Nous aurons a peine eu le temps de nous remettre de la belle déflagration émotionnelle de Von Stroheim au Bar de la Plage, que voilà donc une nouvelle salve de concerts à haute valeur scénique ajoutée proposée par l’association Kfuel. Les briscards s’associent pour l’occasion à l’excellent label local Kerviniou Recordz pour un duo de concerts
Dans la catégorie « groupe qu’on n’espérait même pas en rêve avoir la chance de voir dans le coin », D R O S E se pose bien là. Ce trio composé de Dustin ROSE (voix et guitare), John MENGERINK (batterie) et Gregory PACKET (guitare) est en effet originaire de Columbus dans l’Ohio. Rassemblés par l’amour d’US Mapple, Oxbow ou encore Harvey Milk, les trois Américains composent une musique aussi singulière qu’hautement personnelle. Nous étions tombés sous le charme grinçant et vénéneux de leur très impressionnant premier album Boy man machine sorti en 2016. Les 10 titres du disque forment un fascinant labyrinthe sonore entre expérimentation noise et musiques industrielles alternant ambiances hantées et déflagrations jouissives. Malgré ses aspérités, le disque est loin d’être un simple délire claustrophobique et stérile. Grâce à un travail sonore remarquable, à une gestion très subtile des respirations et au chant à bout de souffle de Dustin ROSE, le disque est un des plus belles expériences musicales sorties ces dernières années. Entre la distance géographique et la date de sortie (relativement) lointaine de l’EP, nous estimions nos chances de le voir jouer en live assez maigres. Heureusement pour nous, le label Computer Students (de l’épatant Julien Fernandez, ex –African tape) a eu l’excellente idée de le ressortir en version augmentée sous le nom Boy man machine +. Dans un packaging à l’élégance glacée, l’opus prend désormais la forme d’un splendide double LP, avec 7 titres bonus (4 de leur premier 45t et 3 inédits). Cette ressortie est l’occasion d’une tournée européenne et on remercie bien bas l’association Kfuel d’avoir fait de notre bonne vieille ville une des étapes du périple.
Pour en savoir plus sur l’univers bio-mécanique du groupe, nous vous conseillons hautement la lecture de l’interview de Dustin ROSE dans le n°51 de la revue New Noise.

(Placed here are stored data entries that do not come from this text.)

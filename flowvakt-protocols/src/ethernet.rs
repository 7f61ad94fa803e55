//! ## flowvakt-protocols::ethernet
//! Ethernet II header: destination cast type and EtherType.

use crate::error::SkipReason;

pub const ETH_HDR_LEN: usize = 14;
pub const ETH_P_IP: u16 = 0x0800;
pub const ETH_P_IPV6: u16 = 0x86DD;

const ETH_TYPE_OFFSET: usize = 12;

/// Delivery class of a frame, from its destination MAC.
#[derive(Clone, Copy, Debug, PartialEq, Eq)]
pub enum LinkCast {
    Unicast,
    Multicast,
    Broadcast,
}

#[derive(Clone, Copy, Debug, PartialEq, Eq)]
pub struct LinkHeader {
    pub cast: LinkCast,
    pub ether_type: u16,
}

/// Reads the link-layer header. Frames shorter than 14 bytes are skipped.
#[inline]
pub fn parse_link(frame: &[u8]) -> Result<LinkHeader, SkipReason> {
    let header = frame.get(..ETH_HDR_LEN).ok_or(SkipReason::TruncatedLink)?;

    let destination = &header[..6];
    let cast = if destination.iter().all(|&octet| octet == 0xff) {
        LinkCast::Broadcast
    } else if destination[0] & 0x01 != 0 {
        // I/G bit set: group address.
        LinkCast::Multicast
    } else {
        LinkCast::Unicast
    };

    let ether_type = u16::from_be_bytes([header[ETH_TYPE_OFFSET], header[ETH_TYPE_OFFSET + 1]]);

    Ok(LinkHeader { cast, ether_type })
}

#[cfg(test)]
mod tests {
    use super::*;

    fn frame(destination: [u8; 6], ether_type: u16) -> Vec<u8> {
        let mut frame = destination.to_vec();
        frame.extend_from_slice(&[0x02, 0, 0, 0, 0, 1]);
        frame.extend_from_slice(&ether_type.to_be_bytes());
        frame
    }

    #[test]
    fn classifies_destination_cast() {
        let unicast = parse_link(&frame([0x02, 0, 0, 0, 0, 2], ETH_P_IP)).unwrap();
        assert_eq!(unicast.cast, LinkCast::Unicast);
        assert_eq!(unicast.ether_type, ETH_P_IP);

        let multicast = parse_link(&frame([0x01, 0x00, 0x5e, 0, 0, 1], ETH_P_IP)).unwrap();
        assert_eq!(multicast.cast, LinkCast::Multicast);

        let broadcast = parse_link(&frame([0xff; 6], 0x0806)).unwrap();
        assert_eq!(broadcast.cast, LinkCast::Broadcast);
        assert_eq!(broadcast.ether_type, 0x0806);
    }

    #[test]
    fn short_frames_are_skipped() {
        assert_eq!(parse_link(&[]), Err(SkipReason::TruncatedLink));
        assert_eq!(parse_link(&[0u8; 13]), Err(SkipReason::TruncatedLink));
    }
}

Même sans son astucieux patronyme, Mnemotechnic ferait partie des groupes plus ou moins locaux qu’on garde précieusement dans un coin de nos têtes. Si on avait bien aimé Awards, le premier long format du -alors- quatuor breton (axe Rennes-Brest), sorti en 2013 chez les Britanniques de Smalltown America en 2013 (mais enregistré en 2010 par Miguel Constantino -mixé par Stéphane Laporte et masterisé par Ivan Chiossone), déjà particulièrement énergique et carré (dirait-on sautillant ?), la vraie mandale massive est venue avec l’écoute de leur second opus : Weapons. Sorti en janvier 2017 conjointement chez les copains de Kerviniou Recordz et A Tant Rêver du Roi, ces 7 titres ramassés, raclés jusqu’à l’os, amples, à l’âpre densité réussissent là où le précédent effort tentait et essayait encore. Moins débauche d’énergie que mise en/sous tension, l’album ose les reliefs découpés, déchiquetés, les montées, les effusions corrosives. Plus ramassé, le disque est d’une fracassante intensité. Rythmiques massives, entêtées et entêtantes, déluges de cordes distordues, qui claquent, décochent et t’étalent, la noise-dance-pop-math tordue et retorse des Mnemotechnic est d’une redoutable efficacité. Marqué par un formidable chant hyper mélodique, délivré la rage au ventre, là au milieu de guitares hurlantes, ici au milieu de stridences glacées et répétitives, la démoniaque transe du trio allie irrésistible immédiateté mélodique et massif impact physique. Sur scène, ça devient même carrément tangible. Au Jardin Moderne ou au Bar’hic, le trio nous avait fait une démonstration de force tout en énergie en mode TNT et nous avait collé de multiples suées mémorables.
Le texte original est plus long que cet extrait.